Истинная этика требует такого добра, которое не нуждается во зле. Добро без зла находится и вне зла и того добра, которое не может быть без зла.

3

[24 декабря 1897 г.]

Не нахожу слов благодарить Вас за присланное новое стихотворение Ваше, оно полнее и систематичнее первого, но и первое так же хорошо, и я радуюсь, что они оба существуют, взаимно дополняя и разъясняя одно другое. В первом меня смущают лишь слова «Великих дел и счастья снов»10 — слова красивые, много говорящие воображению, но, разбирая их грамматически — земля — жилище счастья снов, как будто что-то не выходит. Впрочем, если и верно, то тут какая-то неловкость (а может быть, я просто ошибаюсь); во всяком случае это такие пустяки, которые никак не могут испортить впечатления, производимого стихотворением. Я многим его читал, между прочим Маркову (Евгений Львович — известный литератор и публицист) и его жене, и все находят его прекрасным. Во втором стихотворении я переменил бы лишь одно слово «Но все общими трудами приобресть (вместо — заслужить) должны мы сами то, что Богом суждено». Заслужить — не вполне, мне кажется, выражает мысль о достижении собственным трудом, своими собственными силами — жизни и воскресения. Заслужить — это то же, что сделаться лишь достойным счастья, а не самому создать свое счастье.

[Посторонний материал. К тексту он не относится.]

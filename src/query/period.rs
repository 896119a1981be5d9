use std::sync::LazyLock;

use chrono::{Days, Duration, NaiveDate, Weekday};
use regex::Regex;

use crate::date_util::{last_day_of_month, parse_date};
use crate::error::{Error, Result};

static RE_WEEK: LazyLock<Regex> = LazyLock::new(|| Regex::new(r"^(\d{4})-W(\d{1,2})$").unwrap());
static RE_MONTH: LazyLock<Regex> = LazyLock::new(|| Regex::new(r"^(\d{4})-(\d{2})$").unwrap());
static RE_RANGE: LazyLock<Regex> = LazyLock::new(|| {
    Regex::new(r"^(\d{4}-\d{2}-\d{2})\.\.(\d{4}-\d{2}-\d{2})$").unwrap()
});

/// A date span used to narrow queries.
#[derive(Debug, Clone, PartialEq, Eq)]
pub enum Period {
    Today(NaiveDate),
    /// Everything dated on or after `today - n` days.
    LastDays(u32, NaiveDate),
    Year(i32),
    Month(i32, u8),
    Week(i32, u8),
    Range(NaiveDate, NaiveDate),
}

impl Period {
    /// Parse a period string relative to `today`.
    ///
    /// Supported formats:
    /// - `today`
    /// - `7d`, `30d`: on or after N days ago
    /// - `2025`: year
    /// - `2025-03`: month
    /// - `2025-W05`: ISO week
    /// - `2025-03-01..2025-03-31`: inclusive range
    /// - `2025-03-01`: a single day
    pub fn parse(s: &str, today: NaiveDate) -> Result<Self> {
        let s = s.trim();

        if s.eq_ignore_ascii_case("today") {
            return Ok(Period::Today(today));
        }

        if let Some(n) = s.strip_suffix(['d', 'D']) {
            if let Ok(n) = n.parse::<u32>() {
                let period = Period::LastDays(n, today);
                period.date_range()?;
                return Ok(period);
            }
        }

        if s.len() == 4 {
            if let Ok(year) = s.parse::<i32>() {
                return Ok(Period::Year(year));
            }
        }

        if let Ok(day) = parse_date(s) {
            return Ok(Period::Range(day, day));
        }

        let period = if let Some(caps) = RE_WEEK.captures(s) {
            Period::Week(parse_num(&caps[1], s)?, parse_num(&caps[2], s)?)
        } else if let Some(caps) = RE_MONTH.captures(s) {
            Period::Month(parse_num(&caps[1], s)?, parse_num(&caps[2], s)?)
        } else if let Some(caps) = RE_RANGE.captures(s) {
            let start = parse_date(&caps[1])?;
            let end = parse_date(&caps[2])?;
            if end < start {
                return Err(Error::PeriodParse(format!(
                    "range ends before it starts: {s}"
                )));
            }
            Period::Range(start, end)
        } else {
            return Err(Error::PeriodParse(format!("unrecognized period: {s}")));
        };

        // Reject out-of-range months and weeks up front.
        period.date_range()?;
        Ok(period)
    }

    /// Canonical key string.
    pub fn to_key(&self) -> String {
        match self {
            Period::Today(d) => format!("{d}"),
            Period::LastDays(n, _) => format!("{n}d"),
            Period::Year(y) => format!("{y}"),
            Period::Month(y, m) => format!("{y}-{m:02}"),
            Period::Week(y, w) => format!("{y}-W{w:02}"),
            Period::Range(s, e) => format!("{s}..{e}"),
        }
    }

    /// Inclusive start and end. An open end (`None`) has no upper bound.
    pub fn date_range(&self) -> Result<(NaiveDate, Option<NaiveDate>)> {
        let invalid = || Error::PeriodParse(format!("out of range: {}", self.to_key()));
        match self {
            Period::Today(d) => Ok((*d, Some(*d))),
            Period::LastDays(n, today) => {
                let start = today
                    .checked_sub_days(Days::new(*n as u64))
                    .ok_or_else(invalid)?;
                Ok((start, None))
            }
            Period::Year(y) => {
                let start = NaiveDate::from_ymd_opt(*y, 1, 1).ok_or_else(invalid)?;
                let end = NaiveDate::from_ymd_opt(*y, 12, 31).ok_or_else(invalid)?;
                Ok((start, Some(end)))
            }
            Period::Month(y, m) => {
                let start = NaiveDate::from_ymd_opt(*y, *m as u32, 1).ok_or_else(invalid)?;
                let end = last_day_of_month(*y, *m as u32).ok_or_else(invalid)?;
                Ok((start, Some(end)))
            }
            Period::Week(y, w) => {
                let start =
                    NaiveDate::from_isoywd_opt(*y, *w as u32, Weekday::Mon).ok_or_else(invalid)?;
                Ok((start, Some(start + Duration::days(6))))
            }
            Period::Range(s, e) => Ok((*s, Some(*e))),
        }
    }

    pub fn contains(&self, date: NaiveDate) -> bool {
        match self.date_range() {
            Ok((start, end)) => date >= start && end.map_or(true, |end| date <= end),
            Err(_) => false,
        }
    }
}

impl std::fmt::Display for Period {
    fn fmt(&self, f: &mut std::fmt::Formatter<'_>) -> std::fmt::Result {
        write!(f, "{}", self.to_key())
    }
}

fn parse_num<T: std::str::FromStr>(digits: &str, input: &str) -> Result<T> {
    digits
        .parse()
        .map_err(|_| Error::PeriodParse(format!("invalid number in period: {input}")))
}

#[cfg(test)]
mod tests {
    use super::*;
    use chrono::Datelike;

    fn date(y: i32, m: u32, d: u32) -> NaiveDate {
        NaiveDate::from_ymd_opt(y, m, d).unwrap()
    }

    #[test]
    fn test_parse_today_and_rolling() {
        let today = date(2025, 3, 10);
        assert_eq!(Period::parse("today", today).unwrap(), Period::Today(today));
        assert_eq!(
            Period::parse("7d", today).unwrap(),
            Period::LastDays(7, today)
        );
        assert_eq!(
            Period::parse("30D", today).unwrap(),
            Period::LastDays(30, today)
        );
    }

    #[test]
    fn test_parse_calendar_periods() {
        let today = date(2025, 3, 10);
        assert_eq!(Period::parse("2025", today).unwrap(), Period::Year(2025));
        assert_eq!(
            Period::parse("2025-02", today).unwrap(),
            Period::Month(2025, 2)
        );
        assert_eq!(
            Period::parse("2025-W05", today).unwrap(),
            Period::Week(2025, 5)
        );
        assert_eq!(
            Period::parse("2025-03-01..2025-03-07", today).unwrap(),
            Period::Range(date(2025, 3, 1), date(2025, 3, 7))
        );
        assert_eq!(
            Period::parse("2025-03-04", today).unwrap(),
            Period::Range(date(2025, 3, 4), date(2025, 3, 4))
        );
    }

    #[test]
    fn test_parse_invalid() {
        let today = date(2025, 3, 10);
        assert!(Period::parse("garbage", today).is_err());
        assert!(Period::parse("2025-13", today).is_err());
        assert!(Period::parse("2025-W60", today).is_err());
        assert!(Period::parse("2025-03-07..2025-03-01", today).is_err());
    }

    #[test]
    fn test_parse_rejects_rolling_window_before_calendar_start() {
        let today = date(2025, 3, 12);
        assert!(matches!(
            Period::parse("4000000000d", today),
            Err(Error::PeriodParse(_))
        ));

        // Built directly, it matches nothing rather than panicking.
        let p = Period::LastDays(4_000_000_000, today);
        assert!(p.date_range().is_err());
        assert!(!p.contains(today));
    }

    #[test]
    fn test_date_range_month() {
        let (s, e) = Period::Month(2024, 2).date_range().unwrap();
        assert_eq!(s, date(2024, 2, 1));
        assert_eq!(e, Some(date(2024, 2, 29)));
    }

    #[test]
    fn test_date_range_week() {
        let (s, e) = Period::Week(2025, 1).date_range().unwrap();
        assert_eq!(s.weekday(), Weekday::Mon);
        assert_eq!((e.unwrap() - s).num_days(), 6);
    }

    #[test]
    fn test_rolling_is_open_ended() {
        let today = date(2025, 3, 10);
        let p = Period::LastDays(7, today);
        assert!(p.contains(date(2025, 3, 3)));
        assert!(!p.contains(date(2025, 3, 2)));
        assert!(p.contains(date(2025, 3, 12)));
    }

    #[test]
    fn test_to_key() {
        assert_eq!(Period::Month(2025, 1).to_key(), "2025-01");
        assert_eq!(Period::Week(2025, 5).to_key(), "2025-W05");
        assert_eq!(Period::LastDays(30, date(2025, 3, 10)).to_string(), "30d");
    }
}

И это опять лишь мелочь, а может, просто ошибка с моей стороны, и если я позволяю себе указывать Вам на то, что мне кажется, то это только потому, чтобы быть вполне откровенным, чтобы все было налицо и ничего скрытного11. Повторяю, оба стихотворения превосходны, и я затрудняюсь, которому отдать предпочтение. Это как два любимых человека; любишь и того и другого, и вопроса не является, кто из них дороже, — оба дороже, как говорят дети. Относительно того, допустимы ли или не допустимы сомнения в осуществимости дела воскрешения, я не могу не сказать, что такое сомнение обращает всю нашу жизнь в бессмыслицу. Я не позволяю себе сомневаться в возможности воскрешения, т. е. не то что не позволяю, а решительно не могу в этом усомниться, потому что это значило бы признать, что жизнь наша есть дар не только случайный и напрасный, но совершенно бессмысленный. (Впрочем, случайный, напрасный, бессмысленный в сущности тождесловие), — в чем же, если не в воскрешении, может заключаться цель и смысл существования рода человеческого. Конечно, для умных и разумных, подобных Стасюлевичу12, подобных и древним эллинам, дело воскрешения — чистое безумие, но признаюсь, В. С. Соловьева я считал величиною несравненно более крупною, чем Стасюлевич, который ничего своего, кажется, не сказал, и мне странно слышать, что мнение Стасюлевича и других таких же могло остановить В. С. Соловьева от выражения того, что он считает истиною13. Для людей нашего времени страшнее всего быть смешными; боязнь быть смешным при недостаточной уверенности в истине удерживает, конечно, и Соловьева от открытого для всех, явного признания долга воскрешения. Л если бы он решился безбоязненно сказать всю истину, то, если бы она и возбудила первоначально смех, смех этот скоро бы прошел, а серьезное обсуждение истины, которое непременно было бы возбуждено, если бы сказал ее Соловьев, способствовало бы скорейшему переходу от мысли лишь к самому делу воскрешения.